(Stored items)
——————

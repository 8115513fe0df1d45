// ABOUTME: Client state store for favorites, pantry items and the shopping list
// ABOUTME: Collection rules live in ClientStore, persistence behind the StateBackend trait
//
// SPDX-License-Identifier: MIT OR Apache-2.0
// Copyright (c) 2025 Recipe Finder Contributors

//! # Client State Store
//!
//! [`ClientStore`] implements the user-facing operations (toggle, add many,
//! remove, clear) on top of a [`StateBackend`]. Two backends exist:
//!
//! - [`local::LocalStore`]: one JSON document on disk, used when nobody is signed in
//! - [`remote::RemoteStore`]: Supabase tables scoped to the signed-in user
//!
//! [`factory::open_store`] picks one at startup.
//!
//! Favorites are unique by `source:id`. Pantry items are unique by
//! case-insensitive name. Shopping list entries are unique by exact text. All
//! collections keep insertion order.

pub mod factory;
pub mod local;
pub mod remote;

pub use factory::open_store;
pub use local::LocalStore;
pub use remote::{RemoteSession, RemoteStore};

use crate::errors::AppResult;
use crate::models::{pantry_key, Favorite, RecipeCard};
use async_trait::async_trait;
use std::collections::HashSet;
use std::sync::Arc;
use tracing::debug;

/// Persistence for the three client collections
///
/// Backends store what they are given. Uniqueness and normalization are
/// enforced by [`ClientStore`] before calling in.
#[async_trait]
pub trait StateBackend: Send + Sync {
    /// Short description for logs and the CLI
    fn backend_info(&self) -> &'static str;

    /// Favorites in insertion order
    async fn list_favorites(&self) -> AppResult<Vec<Favorite>>;
    /// Append a favorite
    async fn insert_favorite(&self, favorite: &Favorite) -> AppResult<()>;
    /// Delete the favorite with this `source:id` key
    async fn delete_favorite(&self, favorite: &Favorite) -> AppResult<()>;

    /// Pantry items in insertion order
    async fn list_pantry(&self) -> AppResult<Vec<String>>;
    /// Append pantry items
    async fn insert_pantry(&self, items: &[String]) -> AppResult<()>;
    /// Delete the pantry item with exactly this stored name
    async fn delete_pantry(&self, item: &str) -> AppResult<()>;

    /// Shopping list in insertion order
    async fn list_shopping(&self) -> AppResult<Vec<String>>;
    /// Append shopping list entries
    async fn insert_shopping(&self, items: &[String]) -> AppResult<()>;
    /// Delete this shopping list entry
    async fn delete_shopping(&self, item: &str) -> AppResult<()>;
    /// Delete every shopping list entry
    async fn clear_shopping(&self) -> AppResult<()>;
}

/// Trim, drop blanks and keep the first of each key
fn unique_items<'a>(
    items: impl IntoIterator<Item = &'a str>,
    key: impl Fn(&str) -> String,
    existing: &[String],
) -> Vec<String> {
    let mut seen: HashSet<String> = existing.iter().map(|item| key(item)).collect();
    items
        .into_iter()
        .map(str::trim)
        .filter(|item| !item.is_empty())
        .filter(|item| seen.insert(key(item)))
        .map(str::to_owned)
        .collect()
}

/// User-facing collection operations over a backend
#[derive(Clone)]
pub struct ClientStore {
    backend: Arc<dyn StateBackend>,
}

impl ClientStore {
    #[must_use]
    pub fn new(backend: Arc<dyn StateBackend>) -> Self {
        Self { backend }
    }

    /// Which backend is in use
    #[must_use]
    pub fn backend_info(&self) -> &'static str {
        self.backend.backend_info()
    }

    /// Saved favorites
    ///
    /// # Errors
    ///
    /// Returns the backend's storage error
    pub async fn favorites(&self) -> AppResult<Vec<Favorite>> {
        self.backend.list_favorites().await
    }

    /// Add the favorite if absent, remove it if present
    ///
    /// Returns `true` when the favorite is saved afterwards.
    ///
    /// # Errors
    ///
    /// Returns the backend's storage error
    pub async fn toggle_favorite(&self, favorite: &Favorite) -> AppResult<bool> {
        let key = favorite.key();
        let existing = self
            .backend
            .list_favorites()
            .await?
            .into_iter()
            .find(|saved| saved.key() == key);

        if let Some(saved) = existing {
            self.backend.delete_favorite(&saved).await?;
            debug!(key = %key, "Favorite removed");
            Ok(false)
        } else {
            self.backend.insert_favorite(favorite).await?;
            debug!(key = %key, "Favorite added");
            Ok(true)
        }
    }

    /// Remove a favorite by `source:id` key
    ///
    /// Returns `false` when no such favorite was saved.
    ///
    /// # Errors
    ///
    /// Returns the backend's storage error
    pub async fn remove_favorite(&self, key: &str) -> AppResult<bool> {
        let existing = self
            .backend
            .list_favorites()
            .await?
            .into_iter()
            .find(|saved| saved.key() == key);
        match existing {
            Some(saved) => {
                self.backend.delete_favorite(&saved).await?;
                Ok(true)
            }
            None => Ok(false),
        }
    }

    /// Pantry items
    ///
    /// # Errors
    ///
    /// Returns the backend's storage error
    pub async fn pantry(&self) -> AppResult<Vec<String>> {
        self.backend.list_pantry().await
    }

    /// Add the item if absent (case-insensitive), remove it if present
    ///
    /// Returns `true` when the item is in the pantry afterwards. A blank name
    /// is ignored and returns `false`.
    ///
    /// # Errors
    ///
    /// Returns the backend's storage error
    pub async fn toggle_pantry_item(&self, name: &str) -> AppResult<bool> {
        let name = name.trim();
        if name.is_empty() {
            return Ok(false);
        }
        let key = pantry_key(name);
        let existing = self
            .backend
            .list_pantry()
            .await?
            .into_iter()
            .find(|item| pantry_key(item) == key);

        if let Some(stored) = existing {
            self.backend.delete_pantry(&stored).await?;
            Ok(false)
        } else {
            self.backend.insert_pantry(&[name.to_owned()]).await?;
            Ok(true)
        }
    }

    /// Add several pantry items, skipping blanks and ones already present
    ///
    /// Returns the items actually added.
    ///
    /// # Errors
    ///
    /// Returns the backend's storage error
    pub async fn add_pantry_items<S: AsRef<str>>(&self, names: &[S]) -> AppResult<Vec<String>> {
        let existing = self.backend.list_pantry().await?;
        let added = unique_items(names.iter().map(AsRef::as_ref), pantry_key, &existing);
        if !added.is_empty() {
            self.backend.insert_pantry(&added).await?;
        }
        Ok(added)
    }

    /// Remove a pantry item (case-insensitive)
    ///
    /// Returns `false` when no such item was stored.
    ///
    /// # Errors
    ///
    /// Returns the backend's storage error
    pub async fn remove_pantry_item(&self, name: &str) -> AppResult<bool> {
        let key = pantry_key(name);
        let existing = self
            .backend
            .list_pantry()
            .await?
            .into_iter()
            .find(|item| pantry_key(item) == key);
        match existing {
            Some(stored) => {
                self.backend.delete_pantry(&stored).await?;
                Ok(true)
            }
            None => Ok(false),
        }
    }

    /// Shopping list entries
    ///
    /// # Errors
    ///
    /// Returns the backend's storage error
    pub async fn shopping_list(&self) -> AppResult<Vec<String>> {
        self.backend.list_shopping().await
    }

    /// Add entries, skipping blanks and exact duplicates
    ///
    /// Returns the entries actually added.
    ///
    /// # Errors
    ///
    /// Returns the backend's storage error
    pub async fn add_to_shopping_list<S: AsRef<str>>(&self, items: &[S]) -> AppResult<Vec<String>> {
        let existing = self.backend.list_shopping().await?;
        let added = unique_items(items.iter().map(AsRef::as_ref), str::to_owned, &existing);
        if !added.is_empty() {
            self.backend.insert_shopping(&added).await?;
        }
        Ok(added)
    }

    /// Remove one entry
    ///
    /// Returns `false` when the entry was not on the list.
    ///
    /// # Errors
    ///
    /// Returns the backend's storage error
    pub async fn remove_from_shopping_list(&self, item: &str) -> AppResult<bool> {
        let item = item.trim();
        if !self.backend.list_shopping().await?.iter().any(|i| i == item) {
            return Ok(false);
        }
        self.backend.delete_shopping(item).await?;
        Ok(true)
    }

    /// Empty the shopping list
    ///
    /// # Errors
    ///
    /// Returns the backend's storage error
    pub async fn clear_shopping_list(&self) -> AppResult<()> {
        self.backend.clear_shopping().await
    }

    /// Add a recipe's missed ingredients that are not already in the pantry
    ///
    /// Returns the entries actually added.
    ///
    /// # Errors
    ///
    /// Returns the backend's storage error
    pub async fn add_missing_to_shopping_list(&self, card: &RecipeCard) -> AppResult<Vec<String>> {
        let pantry: HashSet<String> = self
            .backend
            .list_pantry()
            .await?
            .iter()
            .map(|item| pantry_key(item))
            .collect();
        let missing: Vec<&str> = card
            .missed_ingredients
            .iter()
            .map(String::as_str)
            .filter(|ingredient| !pantry.contains(&pantry_key(ingredient)))
            .collect();
        self.add_to_shopping_list(&missing).await
    }
}

#[cfg(test)]
mod tests {
    use super::*;

    #[test]
    fn test_unique_items_is_case_insensitive_for_pantry_keys() {
        let existing = vec!["Garlic".to_owned()];
        let added = unique_items(
            ["garlic", " Onion ", "", "onion", "Basil"],
            pantry_key,
            &existing,
        );
        assert_eq!(added, vec!["Onion", "Basil"]);
    }

    #[test]
    fn test_unique_items_exact_text() {
        let added = unique_items(["Milk", "milk", "Milk"], str::to_owned, &[]);
        assert_eq!(added, vec!["Milk", "milk"]);
    }
}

——————

What you need to do:
Tally the lines in the records that contain "entries", then give only the tally.

Task output:
6